[96] On lit au registre de la Procure de Sainte-Croix de Lyon cette singulière annotation : « Le vendredi XI juing après vespres a esté enterré le corps de feu dame Élisabeth Andreiny, native de Padoue, vivante fame du sieur Francisco Andrèni, Florentin, de son estat comédien. Elle est décédée avec le commun bruit d’estre une des plus rares femmes du monde, tant pour estre docte que bien disante en plusieurs sortes de langues. Ilz ont donné pour les droictz cinq escuz et cinq pour la permission de mettre une pierre avec son nom et ses armes auprès du pilier du bénitier. » (Armand Baschet. Les Comédiens italiens à la cour de France, Plon, 1882.)
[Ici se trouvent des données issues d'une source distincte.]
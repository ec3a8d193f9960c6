//! Sign Up Use Case
//!
//! Creates a new user account.

use std::sync::Arc;

use crate::application::config::AuthConfig;
use crate::domain::entity::user::NewUser;
use crate::domain::repository::UserRepository;
use crate::domain::value_object::{user_name::UserName, user_password::RawPassword};
use crate::error::{AuthError, AuthResult};

/// Sign up input
pub struct SignUpInput {
    pub user_name: String,
    pub password: String,
}

/// Sign up output
#[derive(Debug, Clone, PartialEq, Eq)]
pub struct SignUpOutput {
    pub user_id: i32,
    pub user_name: String,
}

/// Sign up use case
pub struct SignUpUseCase<U>
where
    U: UserRepository,
{
    user_repo: Arc<U>,
    config: Arc<AuthConfig>,
}

impl<U> SignUpUseCase<U>
where
    U: UserRepository,
{
    pub fn new(user_repo: Arc<U>, config: Arc<AuthConfig>) -> Self {
        Self { user_repo, config }
    }

    pub async fn execute(&self, input: SignUpInput) -> AuthResult<SignUpOutput> {
        let user_name = UserName::new(input.user_name)?;

        if self.user_repo.exists_by_user_name(&user_name).await? {
            return Err(AuthError::UserNameTaken);
        }

        let raw_password = RawPassword::new(input.password)?;
        let new_user = NewUser::new(user_name, &raw_password, &self.config.hasher());

        // The store still enforces uniqueness if a concurrent sign-up wins
        let user = self.user_repo.create(&new_user).await?;

        tracing::info!(
            user_id = %user.user_id,
            user_name = %user.user_name,
            "User signed up"
        );

        Ok(SignUpOutput {
            user_id: user.user_id.value(),
            user_name: user.user_name.into_inner(),
        })
    }
}

#[cfg(test)]
mod tests {
    use super::*;
    use crate::infra::memory::MemoryUserRepository;

    fn use_case() -> SignUpUseCase<MemoryUserRepository> {
        SignUpUseCase::new(
            Arc::new(MemoryUserRepository::new()),
            Arc::new(AuthConfig::development()),
        )
    }

    fn input(user_name: &str, password: &str) -> SignUpInput {
        SignUpInput {
            user_name: user_name.to_string(),
            password: password.to_string(),
        }
    }

    #[tokio::test]
    async fn test_sign_up_assigns_ids() {
        let sign_up = use_case();
        let first = sign_up.execute(input("alice", "password123")).await.unwrap();
        let second = sign_up.execute(input("bob", "password123")).await.unwrap();
        assert_eq!(first.user_name, "alice");
        assert_ne!(first.user_id, second.user_id);
    }

    #[tokio::test]
    async fn test_duplicate_user_name() {
        let sign_up = use_case();
        sign_up.execute(input("alice", "password123")).await.unwrap();
        let err = sign_up.execute(input("alice", "other-password")).await.unwrap_err();
        assert!(matches!(err, AuthError::UserNameTaken));

        // Differs only by case, so it is a different user
        assert!(sign_up.execute(input("Alice", "password123")).await.is_ok());
    }

    #[tokio::test]
    async fn test_invalid_input() {
        let sign_up = use_case();
        let err = sign_up.execute(input("", "password123")).await.unwrap_err();
        assert!(matches!(err, AuthError::UserNameInvalid(_)));

        let err = sign_up.execute(input("alice", " ")).await.unwrap_err();
        assert!(matches!(err, AuthError::PasswordValidation(_)));
    }
}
Pendant la régence de Marie de Médicis, les comédiens continuèrent à jouir à la cour d’une faveur marquée. Les Italiens, en particulier, reçurent de la reine de nombreuses marques de protection. Elle chercha à attirer Arlequin en France et elle lui fit des avances incroyables ; elle lui écrivait lettre sur lettre pour le faire venir, l’appelant toujours « mon compère », et l’acteur lui répondait familièrement « ma commère ». Malgré les instances les plus flatteuses, il fit attendre son arrivée plus de deux ans.